Search the material for lines containing the word "writer", and copy each one.

Material for this task —
##########

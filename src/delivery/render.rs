//! # 记录渲染
//!
//! 把规范化记录渲染为各种投递形式。
//!
//! ## 支持格式
//! - HTML 表格（剪贴板 `text/html`）
//! - 制表符分隔文本（剪贴板纯文本）
//! - JSON（远端接收方）
//! - CSV
//! - 终端表格（`tabled`）
//!
//! 列顺序固定为 `Record::COLUMNS`，`id` 在最前。
//!
//! ## 依赖关系
//! - 被 `delivery/`, `commands/` 使用
//! - 使用 `models/record.rs`

use crate::error::Result;
use crate::models::record::{format_amount, Record};

use std::io::Write;
use tabled::{Table, Tabled};

/// 终端显示行
#[derive(Debug, Clone, Tabled)]
struct RecordRow {
    #[tabled(rename = "id")]
    id: String,
    #[tabled(rename = "序号")]
    seq: String,
    #[tabled(rename = "摘要")]
    summary: String,
    #[tabled(rename = "费用类型")]
    expense_type: String,
    #[tabled(rename = "明细费用类型")]
    detail_type: String,
    #[tabled(rename = "借方科目")]
    debit_account: String,
    #[tabled(rename = "金额")]
    amount: String,
}

/// 渲染为 HTML 表格，空输入返回空串
pub fn tabularize(records: &[Record]) -> String {
    if records.is_empty() {
        return String::new();
    }

    let mut html = String::from("<table border=\"0\"><tr>");
    for column in Record::COLUMNS {
        html.push_str("<th>");
        html.push_str(&escape_html(column));
        html.push_str("</th>");
    }
    html.push_str("</tr>");

    for record in records {
        html.push_str("<tr>");
        for value in record.values() {
            html.push_str("<td>");
            html.push_str(&escape_html(&value));
            html.push_str("</td>");
        }
        html.push_str("</tr>");
    }

    html.push_str("</table>");
    html
}

/// 渲染为制表符分隔文本：字段以 `\t` 连接，记录以 `\n` 连接
pub fn flatten(records: &[Record]) -> String {
    records
        .iter()
        .map(|r| r.values().join("\t"))
        .collect::<Vec<_>>()
        .join("\n")
}

/// 渲染为 JSON 数组
pub fn to_json(records: &[Record]) -> Result<String> {
    Ok(serde_json::to_string_pretty(records)?)
}

/// 写出带表头的 CSV
pub fn write_csv<W: Write>(records: &[Record], writer: W) -> Result<()> {
    let mut wtr = csv::Writer::from_writer(writer);
    wtr.write_record(Record::COLUMNS)?;
    for record in records {
        wtr.write_record(record.values())?;
    }
    wtr.flush().map_err(csv::Error::from)?;
    Ok(())
}

/// 渲染为终端表格
pub fn terminal_table(records: &[Record]) -> String {
    let rows: Vec<RecordRow> = records
        .iter()
        .map(|r| RecordRow {
            id: r.id.clone(),
            seq: r.seq.clone(),
            summary: r.summary.clone(),
            expense_type: r.expense_type.clone(),
            detail_type: r.detail_type.clone(),
            debit_account: r.debit_account.clone(),
            amount: format_amount(r.amount),
        })
        .collect();
    Table::new(&rows).to_string()
}

fn escape_html(s: &str) -> String {
    let mut out = String::with_capacity(s.len());
    for ch in s.chars() {
        match ch {
            '&' => out.push_str("&amp;"),
            '<' => out.push_str("&lt;"),
            '>' => out.push_str("&gt;"),
            '"' => out.push_str("&quot;"),
            _ => out.push(ch),
        }
    }
    out
}
//! # bxcopy - 报销单表格提取工具
//!
//! 从报销单页面中找到费用明细表，规范化为统一的七字段记录，
//! 复制到剪贴板（HTML + 制表符文本），并可选提交到本地收集服务。
//!
//! ## 子命令
//! - `extract` - 从单个页面提取并投递
//! - `inspect` - 诊断页面表头布局
//! - `batch`   - 批量提取保存的页面，合并为 CSV
//!
//! ## 依赖关系
//! ```text
//! main.rs
//!   ├── cli/        (命令行参数定义)
//!   ├── commands/   (命令执行逻辑)
//!   │     ├── parsers/   (页面读取、表头定位、行规范化)
//!   │     ├── delivery/  (渲染、剪贴板、远端、文件)
//!   │     ├── batch/     (批量收集与并行执行)
//!   │     └── models/    (数据模型)
//!   ├── utils/      (工具函数)
//!   └── error.rs    (错误处理)
//! ```

mod batch;
mod cli;
mod commands;
mod delivery;
mod error;
mod models;
mod parsers;
mod utils;

use clap::Parser;
use cli::Cli;

fn main() {
    // Initialize colored output for Windows compatibility
    #[cfg(windows)]
    colored::control::set_virtual_terminal(true).ok();

    let cli = Cli::parse();

    if let Err(e) = commands::run(cli.command) {
        utils::output::print_error(&format!("{}", e));
        // 提取失败（页面形状不符/无数据）与其它错误区分退出码
        std::process::exit(if e.is_extraction_failure() { 2 } else { 1 });
    }
}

##########

Exercise answer —
pub fn write_csv<W: Write>(records: &[Record], writer: W) -> Result<()> {
    let mut wtr = csv::Writer::from_writer(writer);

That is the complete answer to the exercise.